Ortega has said he welcomes U.S. investment and tourism. But the Bush administration has criticized him, and former rightist President Arnoldo Aleman, of orchestrating a "creeping coup" against President Enrique Bolanos, a U.S. ally whose government has investigated graft during Aleman's rule.

It will likely be a close election.

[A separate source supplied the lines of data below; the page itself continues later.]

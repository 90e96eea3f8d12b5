//! NetworkInterface CRD
//!
//! A `NetworkInterface` attaches a workload to a `Network` in the same namespace.
//! Only the fields the network controller reads are modelled here.

use kube::CustomResource;
use schemars::JsonSchema;
use serde::{Deserialize, Serialize};

/// Desired state of a NetworkInterface
#[derive(CustomResource, Debug, Clone, Serialize, Deserialize, JsonSchema, PartialEq, Default)]
#[kube(
    group = "netoperator.vmware.com",
    version = "v1alpha1",
    kind = "NetworkInterface",
    namespaced
)]
#[serde(rename_all = "camelCase")]
pub struct NetworkInterfaceSpec {
    /// Name of the `Network` this interface is attached to
    #[serde(default)]
    pub network_name: String,
}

Polls show Ortega faces strong competition from pro-business candidate Eduardo Montealegre and Sandinista dissident Herty Lewites -- himself surrounded by former guerrillas disaffected with Ortega.

Ortega lost some support amid the pact with Aleman -- under house arrest after being convicted of massive corruption -- and allegations, thrown out of court, that he molested a stepdaughter.

But the corruption investigations split Nicaragua's right-wing parties, helping Ortega's chances of returning.

The Sandinistas are a Nicaraguan institution. They hold sway over courts and much of Congress. And a move to the left in Latin America -- neighboring powerhouse Mexico could elect a leftist in July -- could have a coattail effect for Sandinistas.

"Something has changed. The people are hungrier and poorer and governments have shown they're incapable for helping the poor," said Luis Romero, a Sandinista leader in Leon. "There is a growing sense of moral solidarity from Latin America that you should never underestimate," he added.

Ortega could also benefit from an electoral system that means a candidate can win with as little as 35 percent of the vote.

"Ortega has the benefits of the electoral system, hard-core Sandinista support and the issue of poverty and unemployment," said Sergio Santamaria, a political analyst in Managua.

One candidate who could beat him, according to polls is Montealegre, a former New York banker. But he has no doubt who the main threat is -- he compares Ortega to Osama bin Laden.

"Ortega is the main opposition. This election is about breaking Ortega and the Sandinistas' hold on Nicaragua," Montealegre, who backs pro-market reforms, told Reuters.

Washington has made it clear that if a leftist is going to win in Nicaragua, it would prefer Lewites to Ortega. Last year, U.S. Deputy Secretary of State Robert Zoellick went to the lengths of meeting with Sandinista dissident Lewites.

The other factor working against Ortega is the young generation. Many young Nicaraguans do not even remember the revolution and the controversy it sparked -- a factor that could add to the uncertainty of the election's outcome.

"My parents were Sandinistas and they have always tried to teach me about those days after the revolution of free education and basic supplies of food for everybody," said 23-year-old pharmaceutical student Virginia Somarriba, who was born three years after the 1979 revolution.

"But I don't think Ortega is a good person. I don't trust politicians. I won't vote until there is a fresh face in Nicaragua," she added in a bare living room in downtown Leon. Her father remained sitting in an adjoining room, silent.